### Exercise description
Tally the lines of the data that include the word "marker". Only the number is to be returned.

### Input material

────────

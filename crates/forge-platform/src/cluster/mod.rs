// Copyright (C) 2025 SyncMyOrders Sp. z o.o.
// SPDX-License-Identifier: AGPL-3.0-or-later
//! Pod identity, cluster API abstraction, and the pod manager.
//!
//! The platform is orchestrator-agnostic: everything it needs from the
//! cluster is captured by the [`ClusterApi`] trait (create, get, list,
//! delete, watch). [`manager::PodManager`] layers the agent-specific
//! operations on top: address resolution, readiness waits, restarts.
//! [`mock::MockCluster`] is an in-memory backend used by tests and for
//! local development.

use std::collections::HashMap;

use async_trait::async_trait;
use chrono::{DateTime, Utc};
use thiserror::Error;
use tokio::sync::mpsc;

pub mod manager;
pub mod mock;

pub use manager::PodManager;
pub use mock::MockCluster;

/// Label carrying the owning user's id on agent pods.
pub const USER_ID_LABEL: &str = "user-id";

/// Label carrying the agent id on agent pods.
pub const AGENT_ID_LABEL: &str = "agent-id";

/// Label selector matching all pods of one user.
pub fn user_id_selector(user_id: &str) -> String {
    format!("{}={}", USER_ID_LABEL, user_id)
}

/// Identifies a pod by the `(user_id, agent_id)` pair that owns it.
#[derive(Debug, Clone, PartialEq, Eq, Hash)]
pub struct PodId {
    /// Opaque consumer-supplied user identifier.
    pub user_id: String,
    /// Opaque agent identifier, unique per user.
    pub agent_id: String,
}

impl PodId {
    /// Create a pod id from its parts.
    pub fn new(user_id: impl Into<String>, agent_id: impl Into<String>) -> Self {
        Self {
            user_id: user_id.into(),
            agent_id: agent_id.into(),
        }
    }

    /// Canonical workload name: `"{user_id}-{agent_id}"`.
    pub fn name(&self) -> String {
        format!("{}-{}", self.user_id, self.agent_id)
    }

    /// Recover a pod id from workload labels, if both are present.
    pub fn from_labels(labels: &HashMap<String, String>) -> Option<Self> {
        let user_id = labels.get(USER_ID_LABEL)?;
        let agent_id = labels.get(AGENT_ID_LABEL)?;
        if user_id.is_empty() || agent_id.is_empty() {
            return None;
        }
        Some(Self::new(user_id, agent_id))
    }
}

/// Pod lifecycle phase as observed from the cluster.
#[derive(Debug, Clone, Copy, PartialEq, Eq)]
pub enum PodPhase {
    /// Accepted but not all containers are running yet.
    Pending,
    /// Bound to a node with all containers created.
    Running,
    /// All containers terminated successfully.
    Succeeded,
    /// At least one container terminated in failure.
    Failed,
    /// State could not be obtained.
    Unknown,
}

impl PodPhase {
    /// Lowercase label used in HTTP responses.
    pub fn as_str(self) -> &'static str {
        match self {
            PodPhase::Pending => "pending",
            PodPhase::Running => "running",
            PodPhase::Succeeded => "succeeded",
            PodPhase::Failed => "failed",
            PodPhase::Unknown => "unknown",
        }
    }
}

/// Point-in-time view of a pod as reported by the cluster.
#[derive(Debug, Clone)]
pub struct PodSnapshot {
    /// Workload name.
    pub name: String,
    /// Workload labels.
    pub labels: HashMap<String, String>,
    /// Observed phase.
    pub phase: PodPhase,
    /// Assigned pod IP, if any.
    pub pod_ip: Option<String>,
    /// Per-container ready flags; may be empty before the kubelet reports.
    pub container_ready: Vec<bool>,
    /// When the pod was created.
    pub created_at: DateTime<Utc>,
}

impl PodSnapshot {
    /// Readiness predicate: Running, an IP assigned, and every container
    /// ready. A running pod with an IP but no container statuses yet is
    /// also treated as ready.
    pub fn is_ready(&self) -> bool {
        if self.phase != PodPhase::Running {
            return false;
        }
        match &self.pod_ip {
            Some(ip) if !ip.is_empty() => {}
            _ => return false,
        }
        self.container_ready.iter().all(|ready| *ready)
    }
}

/// Everything needed to submit a pod to the cluster.
#[derive(Debug, Clone)]
pub struct PodSpec {
    /// Workload name; must be unique within the namespace.
    pub name: String,
    /// Workload labels.
    pub labels: HashMap<String, String>,
    /// Container image for the single agent container.
    pub image: String,
    /// The one container port the agent listens on.
    pub port: u16,
}

/// A pod state change observed through a watch.
#[derive(Debug, Clone)]
pub enum PodEvent {
    /// The pod appeared.
    Added(PodSnapshot),
    /// The pod changed.
    Modified(PodSnapshot),
    /// The pod was removed.
    Deleted(PodSnapshot),
    /// The watch itself failed.
    Error(String),
}

/// Errors from cluster operations.
#[derive(Debug, Error)]
#[non_exhaustive]
pub enum ClusterError {
    /// The pod does not exist.
    #[error("pod not found: {0}")]
    NotFound(String),

    /// A pod with this name already exists.
    #[error("pod already exists: {0}")]
    AlreadyExists(String),

    /// The pod exists but has no network address yet.
    #[error("pod not ready: {0} has no address assigned")]
    NotReady(String),

    /// The pod was deleted while being waited on.
    #[error("pod deleted: {0}")]
    Deleted(String),

    /// A watch ended without reaching the awaited state.
    #[error("watch closed for pod {0}")]
    WatchClosed(String),

    /// Transport failure talking to the cluster API.
    #[error("cluster transport error: {0}")]
    Transport(String),
}

/// Result type for cluster operations.
pub type Result<T> = std::result::Result<T, ClusterError>;

/// Minimal cluster surface the platform consumes.
///
/// Implementations are thin, stateless RPC wrappers; they never retry
/// internally, and every transport failure is surfaced to the caller.
#[async_trait]
pub trait ClusterApi: Send + Sync {
    /// Submit a pod. Fails with [`ClusterError::AlreadyExists`] when the
    /// name is taken. Does not wait for readiness.
    async fn create_pod(&self, spec: PodSpec) -> Result<()>;

    /// Fetch a pod snapshot by name.
    async fn get_pod(&self, name: &str) -> Result<PodSnapshot>;

    /// List pods matching a `key=value` label selector.
    async fn list_pods(&self, label_selector: &str) -> Result<Vec<PodSnapshot>>;

    /// Request deletion of a pod. Returns once the cluster accepts the
    /// request, not once the pod is gone; deleting an absent pod is a no-op.
    async fn delete_pod(&self, name: &str) -> Result<()>;

    /// Delete every pod matching a label selector.
    async fn delete_pods(&self, label_selector: &str) -> Result<()>;

    /// Watch one pod's event stream. Fails with [`ClusterError::NotFound`]
    /// when the pod does not exist at watch start. The stream ends when the
    /// receiver is dropped or the underlying watch closes.
    async fn watch_pod(&self, name: &str) -> Result<mpsc::Receiver<PodEvent>>;
}
// Copyright (C) 2025 SyncMyOrders Sp. z o.o.
// SPDX-License-Identifier: AGPL-3.0-or-later
//! Delivery store tests.
//!
//! These run against a real PostgreSQL database and are skipped when
//! TEST_FORGE_DATABASE_URL is not set.

use chrono::Utc;
use uuid::Uuid;

use forge_platform::migrations;
use forge_platform::store::DeliveryStore;
use forge_platform::webhook::WebhookConfig;

/// Skip test if database URL is not set
macro_rules! skip_if_no_db {
    () => {
        if std::env::var("TEST_FORGE_DATABASE_URL").is_err() {
            eprintln!("Skipping test: TEST_FORGE_DATABASE_URL not set");
            return;
        }
    };
}

async fn get_store() -> DeliveryStore {
    let database_url = std::env::var("TEST_FORGE_DATABASE_URL").expect("database url");
    let pool = sqlx::PgPool::connect(&database_url)
        .await
        .expect("Failed to connect to database");
    migrations::run(&pool).await.expect("Failed to run migrations");
    DeliveryStore::new(pool)
}

fn request_id() -> String {
    format!("req_{}", Uuid::new_v4().simple())
}

fn webhook_cfg(secret: &str) -> WebhookConfig {
    WebhookConfig {
        url: "https://consumer.test/hook".to_string(),
        secret: secret.to_string(),
    }
}

#[tokio::test]
async fn test_create_and_get_delivery() {
    skip_if_no_db!();
    let store = get_store().await;
    let request_id = request_id();

    store
        .create_delivery(&request_id, "agent-1", &webhook_cfg("s3cr3t"))
        .await
        .unwrap();

    let record = store.get_delivery(&request_id).await.unwrap().unwrap();
    assert_eq!(record.request_id, request_id);
    assert_eq!(record.agent_id, "agent-1");
    assert_eq!(record.webhook_url, "https://consumer.test/hook");
    assert_eq!(record.status, "pending");
    assert_eq!(record.seq, 0);
    assert_eq!(record.attempt_count, 0);
    assert_eq!(record.consecutive_failures, 0);
    assert!(record.completed_at.is_none());
    // SHA-256("s3cr3t"), never the secret itself.
    assert_eq!(
        record.webhook_secret_hash.as_deref(),
        Some("4e738ca5563c06cfd0018299933d58db1dd8bf97f6973dc99bf6cdc64b5550bd")
    );
}

#[tokio::test]
async fn test_empty_secret_stores_no_hash() {
    skip_if_no_db!();
    let store = get_store().await;
    let request_id = request_id();

    store
        .create_delivery(&request_id, "agent-1", &webhook_cfg(""))
        .await
        .unwrap();

    let record = store.get_delivery(&request_id).await.unwrap().unwrap();
    assert!(record.webhook_secret_hash.is_none());
}

#[tokio::test]
async fn test_duplicate_request_id_is_rejected() {
    skip_if_no_db!();
    let store = get_store().await;
    let request_id = request_id();

    store
        .create_delivery(&request_id, "agent-1", &webhook_cfg(""))
        .await
        .unwrap();

    let result = store
        .create_delivery(&request_id, "agent-2", &webhook_cfg(""))
        .await;
    assert!(result.is_err());
}

#[tokio::test]
async fn test_update_seq_moves_to_delivering_and_is_monotonic() {
    skip_if_no_db!();
    let store = get_store().await;
    let request_id = request_id();

    store
        .create_delivery(&request_id, "agent-1", &webhook_cfg(""))
        .await
        .unwrap();

    store
        .update_delivery_seq(&request_id, 3, "agent.event")
        .await
        .unwrap();

    let record = store.get_delivery(&request_id).await.unwrap().unwrap();
    assert_eq!(record.status, "delivering");
    assert_eq!(record.seq, 3);
    assert_eq!(record.last_event_type.as_deref(), Some("agent.event"));

    // A stale update can never move seq backwards.
    store
        .update_delivery_seq(&request_id, 1, "agent.event")
        .await
        .unwrap();
    let record = store.get_delivery(&request_id).await.unwrap().unwrap();
    assert_eq!(record.seq, 3);
}

#[tokio::test]
async fn test_mark_completed_is_terminal() {
    skip_if_no_db!();
    let store = get_store().await;
    let request_id = request_id();

    store
        .create_delivery(&request_id, "agent-1", &webhook_cfg(""))
        .await
        .unwrap();
    store
        .update_delivery_seq(&request_id, 2, "agent.complete")
        .await
        .unwrap();
    store.mark_completed(&request_id).await.unwrap();

    let record = store.get_delivery(&request_id).await.unwrap().unwrap();
    assert_eq!(record.status, "completed");
    assert!(record.completed_at.is_some());
    assert_eq!(record.consecutive_failures, 0);

    // Terminal states cannot regress.
    store.mark_failed(&request_id).await.unwrap();
    let record = store.get_delivery(&request_id).await.unwrap().unwrap();
    assert_eq!(record.status, "completed");

    store
        .update_delivery_seq(&request_id, 9, "agent.event")
        .await
        .unwrap();
    let record = store.get_delivery(&request_id).await.unwrap().unwrap();
    assert_eq!(record.seq, 2);
}

#[tokio::test]
async fn test_mark_failed_is_terminal() {
    skip_if_no_db!();
    let store = get_store().await;
    let request_id = request_id();

    store
        .create_delivery(&request_id, "agent-1", &webhook_cfg(""))
        .await
        .unwrap();
    store.mark_failed(&request_id).await.unwrap();

    let record = store.get_delivery(&request_id).await.unwrap().unwrap();
    assert_eq!(record.status, "failed");
    assert!(record.completed_at.is_none());

    store.mark_completed(&request_id).await.unwrap();
    let record = store.get_delivery(&request_id).await.unwrap().unwrap();
    assert_eq!(record.status, "failed");
}

#[tokio::test]
async fn test_record_attempt_updates_advisory_columns() {
    skip_if_no_db!();
    let store = get_store().await;
    let request_id = request_id();

    store
        .create_delivery(&request_id, "agent-1", &webhook_cfg(""))
        .await
        .unwrap();

    let open_until = Utc::now() + chrono::Duration::seconds(60);
    store
        .record_attempt(
            &request_id,
            3,
            Some("webhook returned status 500"),
            5,
            Some(open_until),
        )
        .await
        .unwrap();

    let record = store.get_delivery(&request_id).await.unwrap().unwrap();
    assert_eq!(record.attempt_count, 3);
    assert_eq!(record.consecutive_failures, 5);
    assert!(record.last_attempt_at.is_some());
    assert_eq!(
        record.last_error.as_deref(),
        Some("webhook returned status 500")
    );
    assert!(record.circuit_open_until.is_some());
}

#[tokio::test]
async fn test_list_deliveries_for_agent() {
    skip_if_no_db!();
    let store = get_store().await;
    let agent_id = format!("agent-{}", Uuid::new_v4().simple());

    for _ in 0..3 {
        store
            .create_delivery(&request_id(), &agent_id, &webhook_cfg(""))
            .await
            .unwrap();
    }

    let records = store.list_deliveries_for_agent(&agent_id, 10).await.unwrap();
    assert_eq!(records.len(), 3);
    assert!(records.iter().all(|r| r.agent_id == agent_id));
}

#[tokio::test]
async fn test_missing_delivery_is_none() {
    skip_if_no_db!();
    let store = get_store().await;
    assert!(store.get_delivery("req_missing").await.unwrap().is_none());
}

#[tokio::test]
async fn test_health_check() {
    skip_if_no_db!();
    let store = get_store().await;
    assert!(store.health_check().await.unwrap());
}
// Copyright (C) 2025 SyncMyOrders Sp. z o.o.
// SPDX-License-Identifier: AGPL-3.0-or-later
//! Wire types for the `forge.agent.v1.AgentService` contract.
//!
//! These mirror the agent's protobuf schema field for field. They are
//! maintained by hand because the platform consumes a small, stable slice of
//! the agent surface; tags must not be reused or renumbered.

use prost::{Enumeration, Message};

/// A single command sent to an agent over the `Connect` stream.
///
/// The platform sends exactly one request per stream and then half-closes
/// the send side, so `request_id` identifies the whole exchange.
#[derive(Clone, PartialEq, Message)]
pub struct AgentRequest {
    /// Caller-visible identifier, echoed back on every response.
    #[prost(string, tag = "1")]
    pub request_id: String,
    /// The command to execute.
    #[prost(oneof = "agent_request::Command", tags = "2, 3, 4, 5")]
    pub command: Option<agent_request::Command>,
}

/// Nested types for [`AgentRequest`].
pub mod agent_request {
    use prost::Oneof;

    /// The command variants an agent accepts.
    #[derive(Clone, PartialEq, Oneof)]
    pub enum Command {
        /// Deliver a user message to the agent.
        #[prost(message, tag = "2")]
        SendMessage(super::SendMessage),
        /// Interrupt whatever the agent is currently doing.
        #[prost(message, tag = "3")]
        Interrupt(super::Interrupt),
        /// Switch the agent's model.
        #[prost(message, tag = "4")]
        SetModel(super::SetModel),
        /// Switch the agent's permission mode.
        #[prost(message, tag = "5")]
        SetPermissionMode(super::SetPermissionMode),
    }
}

/// Payload of the send-message command.
#[derive(Clone, PartialEq, Message)]
pub struct SendMessage {
    /// The message content to deliver.
    #[prost(string, tag = "1")]
    pub content: String,
}

/// Payload of the interrupt command.
#[derive(Clone, PartialEq, Message)]
pub struct Interrupt {}

/// Payload of the set-model command.
#[derive(Clone, PartialEq, Message)]
pub struct SetModel {
    /// Model identifier understood by the agent.
    #[prost(string, tag = "1")]
    pub model: String,
}

/// Payload of the set-permission-mode command.
#[derive(Clone, PartialEq, Message)]
pub struct SetPermissionMode {
    /// Permission mode identifier understood by the agent.
    #[prost(string, tag = "1")]
    pub mode: String,
}

/// Coarse agent execution state.
#[derive(Clone, Copy, Debug, PartialEq, Eq, Hash, PartialOrd, Ord, Enumeration)]
#[repr(i32)]
pub enum AgentState {
    /// State was not set by the agent.
    Unspecified = 0,
    /// Agent is idle and ready for commands.
    Idle = 1,
    /// Agent is processing a request.
    Processing = 2,
    /// Agent hit an error it could not recover from.
    Error = 3,
}

impl AgentState {
    /// Lowercase label used in webhook payloads and HTTP responses.
    pub fn label(self) -> &'static str {
        match self {
            AgentState::Unspecified => "unknown",
            AgentState::Idle => "idle",
            AgentState::Processing => "processing",
            AgentState::Error => "error",
        }
    }
}

/// One item on an agent's response stream.
#[derive(Clone, PartialEq, Message)]
pub struct AgentResponse {
    /// The request this response belongs to.
    #[prost(string, tag = "1")]
    pub request_id: String,
    /// Agent-side session identifier.
    #[prost(string, tag = "2")]
    pub session_id: String,
    /// Monotonically non-decreasing event ordinal within the request.
    #[prost(uint64, tag = "3")]
    pub seq: u64,
    /// Event time in Unix milliseconds; 0 when the agent did not stamp it.
    #[prost(int64, tag = "4")]
    pub timestamp: i64,
    /// Agent state at the time of the event.
    #[prost(enumeration = "AgentState", tag = "5")]
    pub state: i32,
    /// The event body.
    #[prost(oneof = "agent_response::Payload", tags = "6, 7, 8")]
    pub payload: Option<agent_response::Payload>,
}

/// Nested types for [`AgentResponse`].
pub mod agent_response {
    use prost::Oneof;

    /// Response payload variants.
    #[derive(Clone, PartialEq, Oneof)]
    pub enum Payload {
        /// An opaque agent event, forwarded verbatim to webhook consumers.
        #[prost(message, tag = "6")]
        Event(super::AgentEvent),
        /// An error produced by the agent itself.
        #[prost(message, tag = "7")]
        Error(super::AgentError),
        /// Terminal completion marker for the request.
        #[prost(message, tag = "8")]
        Complete(super::Complete),
    }
}

/// An opaque event emitted by the agent runtime.
#[derive(Clone, PartialEq, Message)]
pub struct AgentEvent {
    /// Event category, e.g. `message.part.updated` or `session.completed`.
    #[prost(string, tag = "1")]
    pub event_type: String,
    /// Raw event JSON. The platform never parses its structure.
    #[prost(bytes = "vec", tag = "2")]
    pub event_json: Vec<u8>,
}

/// An error reported by the agent on its response stream.
#[derive(Clone, PartialEq, Message)]
pub struct AgentError {
    /// Stable machine-readable error code.
    #[prost(string, tag = "1")]
    pub code: String,
    /// Human-readable description.
    #[prost(string, tag = "2")]
    pub message: String,
    /// True when the agent cannot continue serving this request.
    #[prost(bool, tag = "3")]
    pub fatal: bool,
}

/// Terminal completion marker for a request.
#[derive(Clone, PartialEq, Message)]
pub struct Complete {
    /// Whether the request finished successfully.
    #[prost(bool, tag = "1")]
    pub success: bool,
}

/// Request for the unary `GetStatus` call.
#[derive(Clone, PartialEq, Message)]
pub struct GetStatusRequest {}

/// Snapshot of an agent's live state.
#[derive(Clone, PartialEq, Message)]
pub struct GetStatusResponse {
    /// Agent identifier.
    #[prost(string, tag = "1")]
    pub agent_id: String,
    /// Current session identifier.
    #[prost(string, tag = "2")]
    pub session_id: String,
    /// Current execution state.
    #[prost(enumeration = "AgentState", tag = "3")]
    pub state: i32,
    /// Highest event ordinal emitted so far.
    #[prost(uint64, tag = "4")]
    pub latest_seq: u64,
    /// Model currently in use.
    #[prost(string, tag = "5")]
    pub current_model: String,
    /// Permission mode currently in use.
    #[prost(string, tag = "6")]
    pub permission_mode: String,
    /// Milliseconds since the agent process started.
    #[prost(int64, tag = "7")]
    pub uptime_ms: i64,
}

/// Request for the unary `Shutdown` call.
#[derive(Clone, PartialEq, Message)]
pub struct ShutdownRequest {
    /// When true the agent finishes in-flight work before exiting.
    #[prost(bool, tag = "1")]
    pub graceful: bool,
}

/// Acknowledgement of a shutdown request.
#[derive(Clone, PartialEq, Message)]
pub struct ShutdownResponse {
    /// Whether the agent accepted the shutdown.
    #[prost(bool, tag = "1")]
    pub success: bool,
}
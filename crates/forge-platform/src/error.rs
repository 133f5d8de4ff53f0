// Copyright (C) 2025 SyncMyOrders Sp. z o.o.
// SPDX-License-Identifier: AGPL-3.0-or-later
//! Error types for forge-platform.

use thiserror::Error;

use crate::cluster::ClusterError;
use crate::webhook::delivery::WebhookError;

/// Platform errors.
#[derive(Debug, Error)]
#[non_exhaustive]
pub enum Error {
    /// Configuration loading failed.
    #[error("Configuration error: {0}")]
    Config(#[from] crate::config::ConfigError),

    /// Cluster API operation failed.
    #[error("Cluster error: {0}")]
    Cluster(#[from] ClusterError),

    /// Database operation failed.
    #[error("Database error: {0}")]
    Database(#[from] sqlx::Error),

    /// Connecting to or calling an agent failed.
    #[error("Agent client error: {0}")]
    AgentClient(#[from] forge_protocol::ClientError),

    /// The agent's response stream failed mid-request.
    #[error("Agent stream error: {0}")]
    Stream(String),

    /// Webhook delivery failed.
    #[error("Webhook error: {0}")]
    Webhook(#[from] WebhookError),

    /// JSON serialization/deserialization failed.
    #[error("JSON error: {0}")]
    Json(#[from] serde_json::Error),
}

/// Result type using the platform Error.
pub type Result<T> = std::result::Result<T, Error>;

────────

### Written answer
2